One of the strategic objectives of the 2007 – 2013 National Plan for Telecommunications, Informatics and Postal Services, is to optimize administrative processes and to boost electronic government through the use of information technologies, of which internet use is a fundam ental axis. In practice, much progress has been made in processes such as passport applications, income tax payment, review of public data for social comptrollership and other activities that make internet use an increasingly natural trait of public administration.

The State passed the Law of Data Messages and Electronic Signatures and the Special Law of Electronic Crimes, both of which constitute an avant-garde legal framework for the novel transaction mechanisms facilitated by electronic communication. With the application of these laws and similar strategies, savings of more than 80% in office materials have been estimated, since electronic communications take the place of traditional registries of information in public management. The recent investment of 400 million US dollars in the Simón Bolívar Satellite is a clear example of the state’s trust in information technologies for developing social projects. Sustainability and optimization of these ideas depend to a great extent on internet use continuing to be a priority.
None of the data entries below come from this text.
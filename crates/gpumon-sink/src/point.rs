//! Store points and their line-protocol form

use std::collections::BTreeMap;

use gpumon_common::{GpumonError, Measurement, Result, TagSet};

const MEASUREMENT_SPECIAL: &[char] = &[',', ' '];
const KEY_SPECIAL: &[char] = &[',', '=', ' '];

/// One point: measurement name, tags, float fields and a time in epoch seconds.
#[derive(Debug, Clone, PartialEq)]
pub struct Point {
    measurement: String,
    tags: TagSet,
    fields: BTreeMap<String, f64>,
    time: i64,
}

impl Point {
    pub fn new(measurement: impl Into<String>, tags: TagSet, time: i64) -> Self {
        Self { measurement: measurement.into(), tags, fields: BTreeMap::new(), time }
    }

    pub fn with_field(mut self, key: impl Into<String>, value: f64) -> Self {
        self.fields.insert(key.into(), value);
        self
    }

    /// `None` when the measurement has no present field.
    pub fn from_measurement(series: &str, tags: &TagSet, m: &Measurement) -> Option<Self> {
        if m.is_empty() {
            return None;
        }
        let mut tags = tags.clone().with("gpu", m.device_id().to_string());
        if let Some(name) = m.device_name() {
            tags = tags.with("name", name);
        }
        let point = m
            .present()
            .fold(Point::new(series, tags, m.timestamp().timestamp()), |p, (field, value)| p.with_field(field.key(), value));
        Some(point)
    }

    pub fn measurement(&self) -> &str {
        &self.measurement
    }

    pub fn tags(&self) -> &TagSet {
        &self.tags
    }

    pub fn field(&self, key: &str) -> Option<f64> {
        self.fields.get(key).copied()
    }

    pub fn fields(&self) -> impl Iterator<Item = (&str, f64)> {
        self.fields.iter().map(|(k, v)| (k.as_str(), *v))
    }

    pub fn time(&self) -> i64 {
        self.time
    }

    /// `measurement,tag=v field=1.5 1680343200`; empty tag values are left out.
    pub fn to_line(&self) -> String {
        let mut line = escape(&self.measurement, MEASUREMENT_SPECIAL);
        for (key, value) in self.tags.iter().filter(|(_, v)| !v.is_empty()) {
            line.push(',');
            line.push_str(&escape(key, KEY_SPECIAL));
            line.push('=');
            line.push_str(&escape(value, KEY_SPECIAL));
        }
        line.push(' ');
        let fields: Vec<String> =
            self.fields.iter().map(|(k, v)| format!("{}={}", escape(k, KEY_SPECIAL), v)).collect();
        line.push_str(&fields.join(","));
        line.push(' ');
        line.push_str(&self.time.to_string());
        line
    }

    /// Reads back a line written by [`Point::to_line`].
    pub fn from_line(line: &str) -> Result<Self> {
        let bad = |what: &str| GpumonError::ParseRejected(format!("{what} in line `{line}`"));
        let sections = split_unescaped(line.trim(), ' ');
        let [head, fields, time] = sections.as_slice() else {
            return Err(bad("expected three sections"));
        };

        let mut head = split_unescaped(head, ',').into_iter();
        let measurement = head.next().map(unescape).filter(|m| !m.is_empty()).ok_or_else(|| bad("missing measurement"))?;
        let mut tags = TagSet::default();
        for pair in head {
            let &[key, value] = split_unescaped(pair, '=').as_slice() else {
                return Err(bad("malformed tag"));
            };
            tags = tags.with(unescape(key), unescape(value));
        }

        let time = time.parse::<i64>().map_err(|_| bad("bad timestamp"))?;
        let mut point = Point::new(measurement, tags, time);
        for pair in split_unescaped(fields, ',') {
            let &[key, value] = split_unescaped(pair, '=').as_slice() else {
                return Err(bad("malformed field"));
            };
            let value = value.strip_suffix('i').unwrap_or(value).parse::<f64>().map_err(|_| bad("non-numeric field"))?;
            point = point.with_field(unescape(key), value);
        }
        if point.fields.is_empty() {
            return Err(bad("no fields"));
        }
        Ok(point)
    }
}

fn escape(text: &str, special: &[char]) -> String {
    let mut out = String::with_capacity(text.len());
    for ch in text.chars() {
        if special.contains(&ch) {
            out.push('\\');
        }
        out.push(ch);
    }
    out
}

fn unescape(text: &str) -> String {
    let mut out = String::with_capacity(text.len());
    let mut chars = text.chars().peekable();
    while let Some(ch) = chars.next() {
        if ch == '\\' {
            if let Some(&next) = chars.peek() {
                if KEY_SPECIAL.contains(&next) {
                    continue;
                }
            }
        }
        out.push(ch);
    }
    out
}

fn split_unescaped(text: &str, sep: char) -> Vec<&str> {
    let mut parts = Vec::new();
    let mut start = 0;
    let mut escaped = false;
    for (i, ch) in text.char_indices() {
        if escaped {
            escaped = false;
        } else if ch == '\\' {
            escaped = true;
        } else if ch == sep {
            parts.push(&text[start..i]);
            start = i + ch.len_utf8();
        }
    }
    parts.push(&text[start..]);
    parts
}

#[cfg(test)]
mod tests {
    use super::*;
    use chrono::{FixedOffset, NaiveDate, TimeZone, Utc};
    use gpumon_common::Field;

    fn sample() -> Measurement {
        let ts = NaiveDate::from_ymd_opt(2023, 4, 1).and_then(|d| d.and_hms_opt(10, 0, 0)).unwrap().and_utc();
        Measurement::new(ts, 0)
            .with_value(Field::Power, Some(30.0))
            .with_value(Field::Temperature, Some(45.0))
            .with_value(Field::SmUtil, Some(10.0))
            .with_value(Field::MemUtil, Some(5.0))
    }

    #[test]
    fn measurement_becomes_tagged_point() {
        let tags = TagSet::from_pairs(["host=node1", "cluster=kerb01"]).unwrap();
        let p = Point::from_measurement("gpu_measurements", &tags, &sample().with_device_name("Tesla T4")).unwrap();
        assert_eq!(p.measurement(), "gpu_measurements");
        assert_eq!(p.tags().get("gpu"), Some("0"));
        assert_eq!(p.tags().get("name"), Some("Tesla T4"));
        assert_eq!(p.tags().get("host"), Some("node1"));
        assert_eq!(p.field("pwr"), Some(30.0));
        assert_eq!(p.field("enc"), None);
        assert_eq!(p.time(), 1680343200);
    }

    #[test]
    fn repeated_wall_clock_hour_keeps_distinct_times() {
        let wall = NaiveDate::from_ymd_opt(2023, 11, 5).and_then(|d| d.and_hms_opt(1, 30, 0)).unwrap();
        let times: Vec<i64> = [4, 5]
            .into_iter()
            .map(|hours| FixedOffset::west_opt(hours * 3600).unwrap().from_local_datetime(&wall).unwrap().with_timezone(&Utc))
            .map(|at| Point::from_measurement("s", &TagSet::default(), &Measurement::new(at, 0).with_value(Field::Power, Some(1.0))))
            .map(|p| p.unwrap().time())
            .collect();
        assert_eq!(times, vec![1699162200, 1699165800]);
    }

    #[test]
    fn empty_measurement_has_no_point() {
        let m = Measurement::new(sample().timestamp(), 3);
        assert!(Point::from_measurement("s", &TagSet::default(), &m).is_none());
    }

    #[test]
    fn line_protocol_escapes_and_skips_empty_tags() {
        let tags = TagSet::default().with("rack id", "a,b").with("empty", "").with("k=v", "x");
        let p = Point::new("gpu stats,v2", tags, 1680343200).with_field("sm util", 10.0).with_field("pwr", 30.5);
        assert_eq!(p.to_line(), r"gpu\ stats\,v2,k\=v=x,rack\ id=a\,b pwr=30.5,sm\ util=10 1680343200");
    }

    #[test]
    fn line_reads_back_tags_and_fields() {
        let tags = TagSet::from_pairs(["host=node 1", "cluster=kerb01"]).unwrap();
        let p = Point::from_measurement("gpu_measurements", &tags, &sample()).unwrap();
        let back = Point::from_line(&p.to_line()).unwrap();
        assert_eq!(back, p);
    }

    #[test]
    fn malformed_lines_are_rejected() {
        for line in ["", "m", "m f=1", "m f=x 1", "m,t f=1 1", "m f=1 now"] {
            assert!(Point::from_line(line).is_err(), "{line}");
        }
    }
}
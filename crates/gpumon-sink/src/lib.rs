//! Sink side of the pipeline: point formatting, store bootstrap and batch delivery

use async_trait::async_trait;
use gpumon_common::{Batch, StopSignal};

pub mod bootstrap;
pub mod influx;
pub mod point;
pub mod store;
pub mod writer;

pub use bootstrap::{bootstrap, BootstrapPlan, BootstrapReport, PolicyAction};
pub use influx::InfluxClient;
pub use point::Point;
pub use store::{PointStore, RetentionPolicyInfo, RetentionSpec};
pub use writer::{RetryPolicy, SinkWriter, WriteTarget};

/// What happened to one batch. Delivery is best effort and never raises.
#[derive(Debug, Clone, PartialEq, Eq)]
pub enum DeliveryOutcome {
    Written { attempts: u32 },
    Dropped { attempts: u32, reason: String },
    /// Nothing in the batch produced a point; the store was not called.
    Empty,
}

impl DeliveryOutcome {
    pub fn attempts(&self) -> u32 {
        match self {
            DeliveryOutcome::Written { attempts } | DeliveryOutcome::Dropped { attempts, .. } => *attempts,
            DeliveryOutcome::Empty => 0,
        }
    }
}

/// Consumer of one tick's batch, invoked by the scheduler loop before the next tick.
#[async_trait]
pub trait BatchSink: Send {
    /// Pauses between attempts end early when `stop` fires; the batch is then dropped.
    async fn deliver(&mut self, batch: &Batch, stop: &StopSignal) -> DeliveryOutcome;
}
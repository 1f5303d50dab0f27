use gpumon_common::{Field, GpumonError, Result};
use gpumon_reader::{DeviceInfo, FieldProbe};
use nvml_wrapper::enum_wrappers::device::{Clock, TemperatureSensor};
use nvml_wrapper::{Device, Nvml};

/// An initialized NVML library handle; dropping it shuts the library down.
pub struct Session {
    nvml: Nvml,
    device_count: u32,
    driver_version: String,
}

impl Session {
    pub fn init() -> Result<Self> {
        let nvml = Nvml::init().map_err(|e| GpumonError::DeviceUnavailable(format!("nvml init failed: {e}")))?;
        let device_count = nvml
            .device_count()
            .map_err(|e| GpumonError::DeviceUnavailable(format!("nvml device count failed: {e}")))?;
        let driver_version = nvml.sys_driver_version().unwrap_or_else(|_| "unknown".into());
        Ok(Self { nvml, device_count, driver_version })
    }

    pub fn driver_version(&self) -> &str {
        &self.driver_version
    }

    pub fn device_count(&self) -> u32 {
        self.device_count
    }

    pub fn probe(&self, index: u32) -> Result<Probe<'_>> {
        let device = self
            .nvml
            .device_by_index(index)
            .map_err(|e| GpumonError::DeviceUnavailable(format!("no handle for gpu {index}: {e}")))?;
        Ok(Probe { device })
    }

    pub fn describe(&self) -> Vec<DeviceInfo> {
        (0..self.device_count)
            .map(|index| DeviceInfo {
                index,
                name: self.nvml.device_by_index(index).and_then(|d| d.name()).ok(),
                driver_version: Some(self.driver_version.clone()),
            })
            .collect()
    }
}

pub struct Probe<'nvml> {
    device: Device<'nvml>,
}

impl FieldProbe for Probe<'_> {
    fn device_name(&self) -> Option<String> {
        self.device.name().ok()
    }

    fn read(&self, field: Field) -> std::result::Result<f64, String> {
        let d = &self.device;
        let value = match field {
            // milliwatts
            Field::Power => d.power_usage().map(|mw| f64::from(mw) / 1000.0),
            Field::Temperature => d.temperature(TemperatureSensor::Gpu).map(f64::from),
            Field::SmUtil => d.utilization_rates().map(|u| f64::from(u.gpu)),
            Field::MemUtil => d.utilization_rates().map(|u| f64::from(u.memory)),
            Field::EncoderUtil => d.encoder_utilization().map(|u| f64::from(u.utilization)),
            Field::DecoderUtil => d.decoder_utilization().map(|u| f64::from(u.utilization)),
            Field::MemClock => d.clock_info(Clock::Memory).map(f64::from),
            Field::GraphicsClock => d.clock_info(Clock::Graphics).map(f64::from),
            Field::MemUsed => {
                let info = d.memory_info().map_err(|e| e.to_string())?;
                if info.total == 0 {
                    return Err("total memory reported as zero".into());
                }
                return Ok(info.used as f64 * 100.0 / info.total as f64);
            }
        };
        value.map_err(|e| e.to_string())
    }
}
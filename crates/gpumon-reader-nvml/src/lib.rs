//! Driver-binding reader over NVML. Without the `nvidia` feature the crate
//! still builds and every `open` reports the device as unavailable.

use async_trait::async_trait;
use chrono::Utc;
use gpumon_common::{Field, GpumonError, Result};
use gpumon_reader::{sample_device, DeviceInfo, DeviceReader, RawBatch};
use tracing::{info, warn};

#[cfg(feature = "nvidia")]
mod session;

#[cfg(not(feature = "nvidia"))]
#[path = "unsupported.rs"]
mod session;

use session::Session;

pub struct NvmlReader {
    fields: Vec<Field>,
    session: Option<Session>,
}

impl Default for NvmlReader {
    fn default() -> Self {
        Self::new()
    }
}

impl NvmlReader {
    pub fn new() -> Self {
        Self::with_fields(Field::ALL.to_vec())
    }

    pub fn with_fields(fields: Vec<Field>) -> Self {
        Self { fields, session: None }
    }

    pub fn is_supported() -> bool {
        cfg!(feature = "nvidia")
    }

    fn session(&self) -> Result<&Session> {
        self.session.as_ref().ok_or_else(|| GpumonError::DeviceUnavailable("nvml session is not open".into()))
    }
}

#[async_trait]
impl DeviceReader for NvmlReader {
    fn name(&self) -> &'static str {
        "nvml"
    }

    async fn open(&mut self) -> Result<()> {
        if self.session.is_none() {
            let session = Session::init()?;
            info!(target: "reader", "nvml driver {} with {} gpu(s)", session.driver_version(), session.device_count());
            self.session = Some(session);
        }
        Ok(())
    }

    async fn poll_once(&mut self) -> Result<RawBatch> {
        let session = self.session()?;
        let at = Utc::now();
        let mut records = Vec::with_capacity(session.device_count() as usize);
        for index in 0..session.device_count() {
            match session.probe(index) {
                Ok(probe) => records.push(sample_device(index, &probe, &self.fields, at)),
                Err(e) => warn!(target: "reader", "skipping gpu {index}: {e}"),
            }
        }
        Ok(RawBatch::Records(records))
    }

    async fn close(&mut self) {
        if self.session.take().is_some() {
            info!(target: "reader", "nvml session closed");
        }
    }

    async fn describe(&mut self) -> Result<Vec<DeviceInfo>> {
        Ok(self.session()?.describe())
    }
}

#[cfg(test)]
mod tests {
    use super::*;

    #[cfg(not(feature = "nvidia"))]
    #[tokio::test]
    async fn open_without_driver_support_is_fatal() {
        let mut reader = NvmlReader::new();
        let err = reader.open().await.unwrap_err();
        assert!(matches!(err, GpumonError::DeviceUnavailable(_)));
        assert!(err.is_fatal());
        reader.close().await;
    }

    #[tokio::test]
    async fn poll_before_open_is_unavailable() {
        let mut reader = NvmlReader::with_fields(vec![Field::Temperature]);
        assert!(matches!(reader.poll_once().await, Err(GpumonError::DeviceUnavailable(_))));
        assert!(matches!(reader.describe().await, Err(GpumonError::DeviceUnavailable(_))));
    }
}
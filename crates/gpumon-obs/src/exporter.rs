//! Optional `/metrics` and `/healthz` endpoint

use axum::extract::State;
use axum::http::{header, StatusCode};
use axum::response::IntoResponse;
use axum::routing::get;
use axum::Router;
use gpumon_common::StopSignal;
use tokio::net::TcpListener;
use tracing::{debug, info};

use crate::PipelineMetrics;

pub fn router(metrics: PipelineMetrics) -> Router {
    Router::new()
        .route("/healthz", get(|| async { "ok" }))
        .route("/metrics", get(metrics_text))
        .with_state(metrics)
}

async fn metrics_text(State(metrics): State<PipelineMetrics>) -> impl IntoResponse {
    match metrics.render() {
        Ok(body) => (StatusCode::OK, [(header::CONTENT_TYPE, "text/plain; version=0.0.4")], body),
        Err(e) => {
            debug!(target: "obs", "render failed: {e}");
            (StatusCode::INTERNAL_SERVER_ERROR, [(header::CONTENT_TYPE, "text/plain")], e.to_string())
        }
    }
}

/// Serves until `stop` fires.
pub async fn serve(listener: TcpListener, metrics: PipelineMetrics, stop: StopSignal) -> std::io::Result<()> {
    if let Ok(addr) = listener.local_addr() {
        info!(target: "obs", "metrics on http://{addr}/metrics");
    }
    axum::serve(listener, router(metrics))
        .with_graceful_shutdown(async move { stop.stopped().await })
        .await
}
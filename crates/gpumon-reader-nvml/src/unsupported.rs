use gpumon_common::{Field, GpumonError, Result};
use gpumon_reader::{DeviceInfo, FieldProbe};

/// Never constructed: `init` always fails in builds without NVML.
pub enum Session {}

pub enum Probe {}

impl Session {
    pub fn init() -> Result<Self> {
        Err(GpumonError::DeviceUnavailable("built without NVML support (enable the `nvidia` feature)".into()))
    }

    pub fn driver_version(&self) -> &str {
        match *self {}
    }

    pub fn device_count(&self) -> u32 {
        match *self {}
    }

    pub fn probe(&self, _index: u32) -> Result<Probe> {
        match *self {}
    }

    pub fn describe(&self) -> Vec<DeviceInfo> {
        match *self {}
    }
}

impl FieldProbe for Probe {
    fn read(&self, _field: Field) -> std::result::Result<f64, String> {
        match *self {}
    }
}
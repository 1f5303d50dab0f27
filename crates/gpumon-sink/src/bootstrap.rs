//! One-time database and retention-policy setup

use gpumon_common::config::StoreConfig;
use gpumon_common::{GpumonError, Result};
use tracing::info;

use crate::{PointStore, RetentionSpec};

#[derive(Debug, Clone, PartialEq, Eq)]
pub struct BootstrapPlan {
    pub database: String,
    pub retention: RetentionSpec,
}

impl BootstrapPlan {
    pub fn from_config(cfg: &StoreConfig) -> Result<Self> {
        Ok(Self {
            database: cfg.database.clone(),
            retention: RetentionSpec {
                name: cfg.retention_policy.clone(),
                duration: cfg.retention()?,
                replication: cfg.replication,
                default: true,
            },
        })
    }
}

#[derive(Debug, Clone, Copy, PartialEq, Eq)]
pub enum PolicyAction {
    Created,
    Altered,
    Unchanged,
}

#[derive(Debug, Clone, Copy, PartialEq, Eq)]
pub struct BootstrapReport {
    pub created_database: bool,
    pub policy: PolicyAction,
}

/// Makes sure the database and retention policy exist as planned. Running it
/// again against a prepared store issues no create or alter.
pub async fn bootstrap<S: PointStore + ?Sized>(store: &S, plan: &BootstrapPlan) -> Result<BootstrapReport> {
    let failed = |step: &str, e: GpumonError| GpumonError::MetricsRecordingFailed(format!("{step}: {e}"));

    let databases = store.list_databases().await.map_err(|e| failed("listing databases", e))?;
    let created_database = !databases.iter().any(|db| db == &plan.database);
    if created_database {
        store.create_database(&plan.database).await.map_err(|e| failed("creating database", e))?;
        info!(target: "sink", "created database {}", plan.database);
    }

    let desired = &plan.retention;
    let policies = store
        .list_retention_policies(&plan.database)
        .await
        .map_err(|e| failed("listing retention policies", e))?;
    let policy = match policies.iter().find(|p| p.name == desired.name) {
        None => {
            store
                .create_retention_policy(&plan.database, desired)
                .await
                .map_err(|e| failed("creating retention policy", e))?;
            info!(target: "sink", "created retention policy {} ({})", desired.name, desired.duration);
            PolicyAction::Created
        }
        Some(current) if desired.matches(current) => PolicyAction::Unchanged,
        Some(current) => {
            store
                .alter_retention_policy(&plan.database, desired)
                .await
                .map_err(|e| failed("altering retention policy", e))?;
            info!(
                target: "sink",
                "altered retention policy {} from {} x{} to {} x{}",
                desired.name, current.duration, current.replication, desired.duration, desired.replication
            );
            PolicyAction::Altered
        }
    };
    Ok(BootstrapReport { created_database, policy })
}
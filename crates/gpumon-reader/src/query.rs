//! Structured mode: one `nvidia-smi -x -q` per tick

use async_trait::async_trait;
use chrono::{DateTime, Utc};
use gpumon_common::{Field, GpumonError, Measurement, Result};
use roxmltree::{Document, Node, ParsingOptions};
use tracing::{debug, info};

use crate::{DeviceReader, RawBatch, ToolCommand};

pub struct SmiQueryReader {
    tool: ToolCommand,
    extended: bool,
}

impl SmiQueryReader {
    pub fn new(smi_path: impl Into<std::path::PathBuf>, extended: bool) -> Self {
        Self::with_command(ToolCommand::new(smi_path, ["-x", "-q"]), extended)
    }

    pub fn with_command(tool: ToolCommand, extended: bool) -> Self {
        Self { tool, extended }
    }

    async fn run_query(&self) -> Result<String> {
        let output = self
            .tool
            .command()
            .output()
            .await
            .map_err(|e| GpumonError::DeviceUnavailable(format!("cannot run {}: {e}", self.tool.display())))?;
        if !output.status.success() {
            return Err(GpumonError::ParseRejected(format!("{} exited with {}", self.tool.display(), output.status)));
        }
        Ok(String::from_utf8_lossy(&output.stdout).into_owned())
    }
}

#[async_trait]
impl DeviceReader for SmiQueryReader {
    fn name(&self) -> &'static str {
        "query"
    }

    async fn open(&mut self) -> Result<()> {
        let xml = self.run_query().await.map_err(|e| match e {
            GpumonError::DeviceUnavailable(_) => e,
            other => GpumonError::DeviceUnavailable(other.to_string()),
        })?;
        let devices = parse_query_xml(&xml, self.extended, Utc::now())
            .map_err(|e| GpumonError::DeviceUnavailable(e.to_string()))?;
        info!(target: "reader", "structured query reader found {} gpu(s)", devices.len());
        Ok(())
    }

    async fn poll_once(&mut self) -> Result<RawBatch> {
        let xml = self.run_query().await?;
        let at = Utc::now();
        Ok(RawBatch::Records(parse_query_xml(&xml, self.extended, at)?))
    }

    async fn close(&mut self) {}
}

const BASE_FIELDS: [(Field, &[&str]); 2] = [
    (Field::Temperature, &["temperature", "gpu_temp"]),
    (Field::SmUtil, &["utilization", "gpu_util"]),
];

const EXTENDED_FIELDS: [(Field, &[&str]); 5] = [
    (Field::MemUtil, &["utilization", "memory_util"]),
    (Field::EncoderUtil, &["utilization", "encoder_util"]),
    (Field::DecoderUtil, &["utilization", "decoder_util"]),
    (Field::MemClock, &["clocks", "mem_clock"]),
    (Field::GraphicsClock, &["clocks", "graphics_clock"]),
];

/// Parses `nvidia-smi -x -q` output. Devices are numbered in document order.
pub fn parse_query_xml(xml: &str, extended: bool, at: DateTime<Utc>) -> Result<Vec<Measurement>> {
    let options = ParsingOptions { allow_dtd: true, ..ParsingOptions::default() };
    let doc = Document::parse_with_options(xml, options).map_err(|e| GpumonError::ParseRejected(format!("invalid query xml: {e}")))?;
    let root = doc.root_element();
    if !root.has_tag_name("nvidia_smi_log") {
        return Err(GpumonError::ParseRejected(format!("unexpected root element <{}>", root.tag_name().name())));
    }

    let gpus = root.children().filter(|n| n.is_element() && n.has_tag_name("gpu"));
    Ok(gpus.enumerate().map(|(index, gpu)| extract_gpu(index as u32, gpu, extended, at)).collect())
}

fn extract_gpu(device_id: u32, gpu: Node<'_, '_>, extended: bool, at: DateTime<Utc>) -> Measurement {
    let mut m = Measurement::new(at, device_id);
    if let Some(name) = text_at(gpu, &["product_name"]) {
        m = m.with_device_name(name);
    }

    let mut wanted: Vec<(Field, Option<f64>)> =
        BASE_FIELDS.iter().map(|(f, path)| (*f, text_at(gpu, path).and_then(leading_number))).collect();
    if extended {
        wanted.extend(EXTENDED_FIELDS.iter().map(|(f, path)| (*f, text_at(gpu, path).and_then(leading_number))));
        let power = text_at(gpu, &["power_readings", "power_draw"])
            .or_else(|| text_at(gpu, &["gpu_power_readings", "power_draw"]))
            .and_then(leading_number);
        wanted.push((Field::Power, power));
        wanted.push((Field::MemUsed, memory_used_pct(gpu)));
    }

    for (field, value) in wanted {
        if value.is_none() {
            debug!(target: "reader", "gpu {device_id}: {field} not reported");
        }
        m = m.with_value(field, value);
    }
    m
}

fn memory_used_pct(gpu: Node<'_, '_>) -> Option<f64> {
    let used = text_at(gpu, &["fb_memory_usage", "used"]).and_then(leading_number)?;
    let total = text_at(gpu, &["fb_memory_usage", "total"]).and_then(leading_number)?;
    (total > 0.0).then(|| used * 100.0 / total)
}

fn text_at<'a>(node: Node<'a, '_>, path: &[&str]) -> Option<&'a str> {
    let mut current = node;
    for name in path {
        current = current.children().find(|c| c.is_element() && c.has_tag_name(*name))?;
    }
    current.text().map(str::trim).filter(|t| !t.is_empty())
}

// "45 C", "30.12 W", "1200 MHz"; "N/A" yields None.
fn leading_number(text: &str) -> Option<f64> {
    text.split_whitespace().next()?.parse::<f64>().ok().filter(|v| v.is_finite())
}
We propose the application of policies that encourage an institutional culture that fosters activities such as videoconferences to carry out meetings and discussions, and the use of technologies such as Voice over IP. These two technologies are examples of practices that would allow considerable savings in telephone bills and per diem expenses. We also propose the decreeing of good practices for internet use that entail savings in bandwidth in public institutions and the establishing of strictly institutional measures for internet use that help rationalize the use of this service.

The World Summits on the Information Society (Geneva, 2003; Tunez, 2005) have aimed at designing strategic plans to boost the use of information technologies. The Río Accords and the eLAC action plan show the importance of the issue for Latin America and the Caribbean. The IT component of the Andean Project for Competitiveness also fosters policies on the matter. Venezuela must remain in the front lines of these possibilities, strengthening public policies on the matter. We do so undersign this on the twenty third day of April, 2009. (support list available in the web).